Actualidades musicales: Toradze, concierto inolvidable

MÉXICO, D.F. (proceso.com.mx).- Con la muy importante presencia de uno de los más destacados pianistas de nuestro tiempo, el maestro Alexander Toradze, enmarcado por nuestra Orquesta Sinfónica Nacional (OSN) dirigida por su titular Carlos Miguel Prieto, se inauguró la noche del miércoles 12 la trigésima edición del Festival de México en el Centro Histórico.

Tras mil variaciones de su nombre oficial, ha devenido hoy en Festival México Centro Histórico, pero que todo el mundo conoce, nombra y refiere como, simplemente, Festival del Centro Histórico.

Pero lo importante no es tanto el nombre sino su contenido que, en el caso de la inauguración de la presente edición, fue realmente excepcional.

Nacido en 1962 2 Tiflis, la capital de la Georgia soviética, no en el homónimo estado estadunidense, el maestro Torazde es producto de la mundialmente prestigiada escuela soviética de música que tantos espléndidos atrilistas y compositores forjó. Esa escuela y su posterior evolución y enriquecimiento musical personal se plasman en cada una de sus presentaciones y grabaciones y, claro, la noche de referencia no fue excepción sino al contrario, confirmación de su señorío.

La obra escogida para su participación fue el Concierto No. 2 para piano y  orquesta de otro magnífico representante de la escuela arriba mencionada, el gran Dmitri Shostakóvich (1906-1975) a quien, dicho sea de paso, la Rusia de hoy le debe todavía una gran compensación.  No sé si esta obra fue escogida por Prieto o el propio pianista pero, a quien haya sido, mi reconocimiento por el acierto.

Y es que este segundo concierto, iniciado en 1956 y estrenado el 10 de mayo del año siguiente, 1957, sin que la fecha elegida tuviera nada que ver con el muy comercializado occidental Día de la Madre, es una auténtica joya de posibilidades para el solista y la orquesta, con un allegro introductorio pleno de energía, color y luz que en verdad reanima y que, de una forma que pudiéramos calificar hasta de sorprendente por el cambio tan contrastante, es seguido por un Andante de una delicadeza imposible de describir, de una suavidad y fineza que yo diría llega a la ternura conmoviendo todo tu interior y que, por supuesto, debe ser tocado así, con esa enorme delicadeza, rozar las teclas como entre nubes y elevarte a sus alturas.

No, no cualquiera puede alcanzar esa sutileza, lograr ese toque que (te) llena y envuelve todo y, sin racionalizarlo porque en esos momentos sólo se está en lo emocional, entender la magnitud del arte y sus trasmisores que, a través de la música, hacen entender la grandeza de la condición humana.

Vuelve el concierto a la vida y el Allegro final es, como expresara “el jibarito”, todo un himno de alegría.

A este exquisito concierto le precedió una cortísima pero intensísima obra de fuerza avasallante de Alexander Mosolov (1900-1973), Fundición de acero,  que es la única parte “sobreviviente” del desaparecido ballet Acero según nos cuenta Arturo Brennan.
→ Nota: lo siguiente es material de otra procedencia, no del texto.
//! # Category Repository
//!
//! Database operations for categories.
//!
//! ## Update Flow
//! ```text
//! ┌─────────────────────────────────────────────────────────────────────────┐
//! │                    Partial Update                                       │
//! │                                                                         │
//! │  UpdateCategoryInput { id, type: Some(Income) }                        │
//! │       │                                                                 │
//! │       ▼                                                                 │
//! │  lock `categories` ── BEGIN                                            │
//! │       │                                                                 │
//! │       ▼                                                                 │
//! │  SELECT row by id ──► missing? ──► NotFound (rollback)                 │
//! │       │                                                                 │
//! │       ▼                                                                 │
//! │  merge present fields, bump updated_at                                 │
//! │       │                                                                 │
//! │       ▼                                                                 │
//! │  UPDATE name, icon, color, type, updated_at ── COMMIT                  │
//! │       │                                                                 │
//! │       ▼                                                                 │
//! │  return merged Category                                                │
//! └─────────────────────────────────────────────────────────────────────────┘
//! ```

use sqlx::{Sqlite, SqlitePool};
use tracing::{debug, info};
use uuid::Uuid;

use dindin_core::seed::sample_categories;
use dindin_core::validation::{validate_create_category, validate_update_category};
use dindin_core::{Category, CreateCategoryInput, UpdateCategoryInput};

use crate::error::{DbError, DbResult};
use crate::pool::Database;
use crate::timestamps::{format_timestamp, next_update_timestamp, now, parse_timestamp};

const TABLE: &str = "categories";

/// Raw `categories` row. Enumerations are decoded by hand so a bad stored
/// value surfaces as [`DbError::InvalidRow`] naming the row.
#[derive(Debug, sqlx::FromRow)]
struct CategoryRow {
    id: String,
    name: String,
    icon: String,
    color: String,
    #[sqlx(rename = "type")]
    category_type: String,
    created_at: String,
    updated_at: String,
}

impl TryFrom<CategoryRow> for Category {
    type Error = DbError;

    fn try_from(row: CategoryRow) -> DbResult<Self> {
        let invalid = |e: dindin_core::CoreError| DbError::invalid_row(TABLE, &row.id, e);

        Ok(Category {
            icon: row.icon.parse().map_err(invalid)?,
            color: row.color.parse().map_err(invalid)?,
            category_type: row.category_type.parse().map_err(invalid)?,
            created_at: parse_timestamp(TABLE, &row.id, &row.created_at)?,
            updated_at: parse_timestamp(TABLE, &row.id, &row.updated_at)?,
            name: row.name,
            id: row.id,
        })
    }
}

const SELECT_COLUMNS: &str = "SELECT id, name, icon, color, type, created_at, updated_at FROM categories";

/// Repository for category database operations.
///
/// ## Usage
/// ```rust,ignore
/// let repo = db.categories();
///
/// let lazer = repo.create(&CreateCategoryInput::new(
///     "Lazer", IconName::Gamepad2, CategoryColor::Purple, CategoryType::Expense,
/// )).await?;
///
/// repo.update(&UpdateCategoryInput::new(&lazer.id).category_type(CategoryType::Income)).await?;
/// ```
#[derive(Debug, Clone)]
pub struct CategoryRepository {
    db: Database,
}

impl CategoryRepository {
    /// Creates a new CategoryRepository.
    pub fn new(db: Database) -> Self {
        CategoryRepository { db }
    }

    /// Lists every category ordered by name (then id).
    pub async fn list(&self) -> DbResult<Vec<Category>> {
        let pool = self.db.pool().await?;

        let rows = sqlx::query_as::<_, CategoryRow>(&format!("{} ORDER BY name ASC, id ASC", SELECT_COLUMNS))
            .fetch_all(&pool)
            .await?;

        debug!(count = rows.len(), "Listed categories");
        rows.into_iter().map(Category::try_from).collect()
    }

    /// Gets a category by its ID.
    ///
    /// ## Returns
    /// * `Ok(Some(Category))` - Category found
    /// * `Ok(None)` - Category not found
    pub async fn get(&self, id: &str) -> DbResult<Option<Category>> {
        let pool = self.db.pool().await?;

        let row = sqlx::query_as::<_, CategoryRow>(&format!("{} WHERE id = ?1", SELECT_COLUMNS))
            .bind(id)
            .fetch_optional(&pool)
            .await?;

        row.map(Category::try_from).transpose()
    }

    /// Creates a category and returns the stored record.
    ///
    /// The name is trimmed; `created_at` and `updated_at` share one instant.
    pub async fn create(&self, input: &CreateCategoryInput) -> DbResult<Category> {
        let input = validate_create_category(input)?;
        let pool = self.db.pool().await?;
        let _guard = self.db.locks().categories.lock().await;

        let category = new_category(input);
        insert(&pool, &category).await?;

        debug!(id = %category.id, name = %category.name, "Created category");
        Ok(category)
    }

    /// Applies a partial update and returns the merged record.
    ///
    /// ## Errors
    /// * `Validation` - empty id or bad name
    /// * `NotFound` - no category with that id
    pub async fn update(&self, input: &UpdateCategoryInput) -> DbResult<Category> {
        validate_update_category(input)?;
        let pool = self.db.pool().await?;
        let _guard = self.db.locks().categories.lock().await;

        let mut tx = pool
            .begin()
            .await
            .map_err(|e| DbError::TransactionFailed(e.to_string()))?;

        let row = sqlx::query_as::<_, CategoryRow>(&format!("{} WHERE id = ?1", SELECT_COLUMNS))
            .bind(&input.id)
            .fetch_optional(&mut *tx)
            .await?;

        let mut category = match row {
            Some(row) => Category::try_from(row)?,
            None => return Err(DbError::not_found("Category", &input.id)),
        };

        category.apply(input);
        category.updated_at = next_update_timestamp(category.updated_at);

        sqlx::query(
            r#"
            UPDATE categories
            SET name = ?1, icon = ?2, color = ?3, type = ?4, updated_at = ?5
            WHERE id = ?6
            "#,
        )
        .bind(&category.name)
        .bind(category.icon)
        .bind(category.color)
        .bind(category.category_type)
        .bind(format_timestamp(category.updated_at))
        .bind(&category.id)
        .execute(&mut *tx)
        .await?;

        tx.commit()
            .await
            .map_err(|e| DbError::TransactionFailed(e.to_string()))?;

        debug!(id = %category.id, "Updated category");
        Ok(category)
    }

    /// Deletes a category.
    ///
    /// Deleting a missing id succeeds; the return value says whether a row
    /// was actually removed.
    pub async fn delete(&self, id: &str) -> DbResult<bool> {
        let pool = self.db.pool().await?;
        let _guard = self.db.locks().categories.lock().await;

        let result = sqlx::query("DELETE FROM categories WHERE id = ?1")
            .bind(id)
            .execute(&pool)
            .await?;

        let removed = result.rows_affected() > 0;
        debug!(id = %id, removed, "Deleted category");
        Ok(removed)
    }

    /// Number of stored categories.
    pub async fn count(&self) -> DbResult<i64> {
        let pool = self.db.pool().await?;
        let count: i64 = sqlx::query_scalar("SELECT COUNT(*) FROM categories")
            .fetch_one(&pool)
            .await?;
        Ok(count)
    }
}

fn new_category(input: CreateCategoryInput) -> Category {
    let timestamp = now();
    Category {
        id: Uuid::new_v4().to_string(),
        name: input.name,
        icon: input.icon,
        color: input.color,
        category_type: input.category_type,
        created_at: timestamp,
        updated_at: timestamp,
    }
}

async fn insert<'e, E>(executor: E, category: &Category) -> DbResult<()>
where
    E: sqlx::Executor<'e, Database = Sqlite>,
{
    sqlx::query(
        r#"
        INSERT INTO categories (id, name, icon, color, type, created_at, updated_at)
        VALUES (?1, ?2, ?3, ?4, ?5, ?6, ?7)
        "#,
    )
    .bind(&category.id)
    .bind(&category.name)
    .bind(category.icon)
    .bind(category.color)
    .bind(category.category_type)
    .bind(format_timestamp(category.created_at))
    .bind(format_timestamp(category.updated_at))
    .execute(executor)
    .await?;
    Ok(())
}

/// Inserts the sample categories when the table is empty.
///
/// Caller holds the `categories` write lock.
pub(crate) async fn seed_samples(pool: &SqlitePool) -> DbResult<usize> {
    let mut tx = pool
        .begin()
        .await
        .map_err(|e| DbError::TransactionFailed(e.to_string()))?;

    let existing: i64 = sqlx::query_scalar("SELECT COUNT(*) FROM categories")
        .fetch_one(&mut *tx)
        .await?;
    if existing > 0 {
        debug!(existing, "Categories present, skipping sample seed");
        return Ok(0);
    }

    let samples = sample_categories();
    for input in &samples {
        let category = new_category(validate_create_category(input)?);
        insert(&mut *tx, &category).await?;
    }

    tx.commit()
        .await
        .map_err(|e| DbError::TransactionFailed(e.to_string()))?;

    info!(count = samples.len(), "Seeded sample categories");
    Ok(samples.len())
}

// =============================================================================
// Unit Tests
// =============================================================================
A este compositor, perseguido por la burocracia stalinista, también se le debe una reivindicación plena.

Concluyó el concierto con selecciones del muy conocido y bello ballet Romeo y Julieta de Sergei Prokofiev (1891-1953), o sea, y qué bueno, un programa íntegramente dedicado a compositores soviéticos, lo  que reafirma lo que arriba escribí sobre su escuela y en donde –lo consigno con una gran alegría y satisfacción– escuché a nuestra OSN como tenía mucho tiempo de  no oírla: vital, comprometida con en verdad deseos de hacer música. Bien maestros.